Aldi has informed the court it is no longer accusing the TWU of trespass, nuisance or secondary boycott in relation to protests the TWU and truck drivers have held outside Aldi stores and premises. It has also dropped the charge of damage to reputation as an employer of choice.
But the retailer still accuses the TWU of misleading and deceptive conduct, which if accepted by the court could lead to the gagging of community and civil society groups in Australia.
“This case from the start was bogus. Aldi knows we have the evidence to show the problems with safety in its supply chain and it took a lengthy and costly court case against us to try and shut us up. Now it has dropped four key charges which indicates it realises the case against us is weak. Aldi should drop this case altogether and sit down with the TWU and truck drivers to talk about how it can put in place better systems to make our roads safer,” said TWU National Secretary Michael Kaine.

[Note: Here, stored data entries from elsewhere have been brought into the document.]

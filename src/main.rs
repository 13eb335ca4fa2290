//! IT Problem Tracker - Entry Point
//!
//! Terminalskal ovanpå ärendeloggen.
//!
//! ```text
//! problem-tracker list --limit 50
//! problem-tracker search skrivare --scope subject
//! problem-tracker add --subject "Skrivaren fastnar" --solution "Rensade valsen"
//! problem-tracker export ~/backup.bak
//! ```

use std::path::PathBuf;

use anyhow::{Context, Result};
use clap::builder::BoolishValueParser;
use clap::{ArgAction, Parser, Subcommand};
use tracing::Level;

use problem_tracker::models::{AppSettings, Problem, SearchScope};
use problem_tracker::utils::date::Calendar;
use problem_tracker::utils::path::{display_path, get_database_path};
use problem_tracker::{Database, EntryChanges, TrackerApp};

// ─── CLI args ─────────────────────────────────────────────────────────────────

#[derive(Parser, Debug)]
#[command(name = "problem-tracker", version, about = "Ärendelogg för IT-support")]
struct Args {
    /// Katalog för problems.db (går före inställningsfilen)
    #[arg(long, env = "PROBLEM_TRACKER_DATA_DIR", value_name = "DIR")]
    data_dir: Option<PathBuf>,

    /// Lägg databasen bredvid programfilen
    #[arg(
        long,
        env = "PROBLEM_TRACKER_PORTABLE",
        action = ArgAction::SetTrue,
        value_parser = BoolishValueParser::new()
    )]
    portable: bool,

    /// Kalender för nya ärenden: jalali eller gregorian
    #[arg(long, env = "PROBLEM_TRACKER_CALENDAR", value_parser = parse_calendar)]
    calendar: Option<Calendar>,

    /// Alternativ settings.toml
    #[arg(short, long, value_name = "FILE")]
    config: Option<PathBuf>,

    /// -v för info, -vv för debug
    #[arg(short, long, action = ArgAction::Count)]
    verbose: u8,

    #[command(subcommand)]
    command: Option<Command>,
}

#[derive(Subcommand, Debug)]
enum Command {
    /// Visa de senaste ärendena
    List {
        #[arg(short, long)]
        limit: Option<u32>,
    },
    /// Sök i ärenden
    Search {
        keyword: String,
        /// all, subject, problem eller solution
        #[arg(short, long, default_value = "all", value_parser = parse_scope)]
        scope: SearchScope,
    },
    /// Visa ett ärende i sin helhet
    Show { id: i64 },
    /// Registrera ett nytt ärende
    Add {
        #[arg(long)]
        subject: String,
        #[arg(long, default_value = "")]
        problem: String,
        #[arg(long, default_value = "")]
        solution: String,
    },
    /// Ändra ett ärende; utelämnade fält behålls
    Edit {
        id: i64,
        #[arg(long)]
        date: Option<String>,
        #[arg(long)]
        subject: Option<String>,
        #[arg(long)]
        problem: Option<String>,
        #[arg(long)]
        solution: Option<String>,
    },
    /// Ta bort ett ärende
    Delete { id: i64 },
    /// Exportera alla ärenden till en backup-fil
    Export { path: Option<PathBuf> },
    /// Ersätt alla ärenden med innehållet i en backup
    Import {
        path: PathBuf,
        /// Visa innehållet utan att importera
        #[arg(long)]
        dry_run: bool,
    },
    /// Visa datakatalog och databasinformation
    Info,
    /// Visa gällande inställningar
    Settings {
        /// Spara dem till inställningsfilen
        #[arg(long)]
        save: bool,
    },
}

fn parse_scope(s: &str) -> Result<SearchScope, String> {
    SearchScope::from_key(s).ok_or_else(|| {
        let keys: Vec<String> = SearchScope::all().iter().map(ToString::to_string).collect();
        format!("okänt sökfält: {} (giltiga: {})", s, keys.join(", "))
    })
}

fn parse_calendar(s: &str) -> Result<Calendar, String> {
    Calendar::from_config_str(s).ok_or_else(|| format!("okänd kalender: {}", s))
}

// ─── Entry point ──────────────────────────────────────────────────────────────

fn main() -> Result<()> {
    let args = Args::parse();

    let level = match args.verbose {
        0 => Level::WARN,
        1 => Level::INFO,
        _ => Level::DEBUG,
    };
    tracing_subscriber::fmt()
        .with_max_level(level)
        .with_target(false)
        .with_writer(std::io::stderr)
        .init();

    tracing::info!("Startar IT Problem Tracker v{}", env!("CARGO_PKG_VERSION"));

    let mut settings = match &args.config {
        Some(path) => AppSettings::load_from(path),
        None => AppSettings::load(),
    };
    settings.apply_overrides(args.data_dir, args.portable, args.calendar);

    let data_dir = settings.data_location().resolve();
    let db_path = get_database_path(&data_dir);
    let db = Database::open(&db_path)
        .with_context(|| format!("Kunde inte öppna databas {}", db_path.display()))?
        .with_calendar(settings.calendar);

    let mut app = TrackerApp::new(db, settings);
    let command = args.command.unwrap_or(Command::List { limit: None });
    run(&mut app, command, &data_dir, args.config.as_deref())
}

fn run(
    app: &mut TrackerApp,
    command: Command,
    data_dir: &std::path::Path,
    config: Option<&std::path::Path>,
) -> Result<()> {
    match command {
        Command::List { limit } => {
            app.load_entries(limit)?;
            print_records(app);
        }
        Command::Search { keyword, scope } => {
            println!("Söker i: {}", scope.display_name());
            app.search(&keyword, scope)?;
            print_records(app);
        }
        Command::Show { id } => {
            let problem = app.show_details(id)?;
            print_details(&problem);
        }
        Command::Add { subject, problem, solution } => {
            let id = app.add_entry(&subject, &problem, &solution)?;
            println!("Ärende {} sparat", id);
        }
        Command::Edit { id, date, subject, problem, solution } => {
            let changes = EntryChanges { date, subject, problem, solution };
            app.edit_entry(id, changes)?;
            print_status(app);
        }
        Command::Delete { id } => {
            app.delete_entry(id)?;
            print_status(app);
        }
        Command::Export { path } => {
            let result = app.export_backup(path.as_deref())?;
            println!(
                "Backup sparad som {} ({} ärenden, {}, {})",
                result.path.display(),
                result.record_count,
                result.size_display(),
                result.created_at
            );
        }
        Command::Import { path, dry_run } => {
            if dry_run {
                let bytes = std::fs::read(&path)
                    .with_context(|| format!("Kunde inte läsa {}", path.display()))?;
                let preview = app.preview_backup(&bytes)?;
                println!("{} ärenden, {}", preview.record_count, preview.size_display());
                if let Some((lo, hi)) = preview.id_range {
                    println!("ID {}-{}", lo, hi);
                }
            } else {
                let count = app.import_and_refresh(&path)?;
                println!("Återställde {} ärenden från {}", count, path.display());
            }
        }
        Command::Info => {
            let db = app.database();
            println!("Datakatalog: {}", display_path(data_dir));
            if let Some(path) = db.path() {
                println!("Databas:     {}", display_path(path));
            }
            println!("Ärenden:     {}", db.problems().count()?);
            println!("Kalender:    {} (idag {})", db.calendar(), db.calendar().today());
        }
        Command::Settings { save } => {
            let settings = app.settings();
            print!("{}", settings.to_toml()?);
            if save {
                match config {
                    Some(path) => settings.save_to(path)?,
                    None => settings.save()?,
                }
                println!("Inställningarna sparade");
            }
        }
    }

    Ok(())
}

fn print_records(app: &TrackerApp) {
    let width = app.settings().preview_length;
    for p in app.records() {
        println!(
            "{:>5}  {}  {}\n       {}\n       {}",
            p.id,
            p.date,
            p.subject,
            p.problem_preview(width),
            p.solution_preview(width)
        );
    }
    print_status(app);
}

fn print_details(problem: &Problem) {
    println!("ID:      {}", problem.id);
    println!("Datum:   {}", problem.date);
    println!("Ämne:    {}", problem.subject);
    println!("\nProblem:\n{}", problem.problem);
    println!("\nLösning:\n{}", problem.solution);
}

fn print_status(app: &TrackerApp) {
    if let Some(status) = app.status() {
        println!("{}", status.text());
    }
}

“This case has been continuing for two long years and during that time even more revelations have come to light about problems in the Aldi supply chain. The public has seen for itself the disregard the retailer has for basic safety through images from Aldi storerooms showing blocked fire exits, blocked safety equipment, faulty electrics, filthy floors, rotting meat left out, no lighting for truck drivers delivering goods and a flooded loading dock. Aldi may have deep pockets which allow it to mount legal cases to try to silence us but we will continue to fight for the right of drivers to speak out,” Kaine added.
It is only the second time in Australia that a company has sued a trade union in a court hearing over “misleading and deceptive conduct”. It is also suing the union over “injurious falsehood”. If Aldi wins its case it could mean civil society groups are severely curtailed in raising issues to do with human rights, environmental and worker abuses.
The Federal Court began in August 2017 when the retailer failed to get an injunction stopping the TWU and drivers from protesting and speaking out about Aldi.
Two weeks of hearings in total held in April and October concluded yesterday with Justice Flick now considering the case.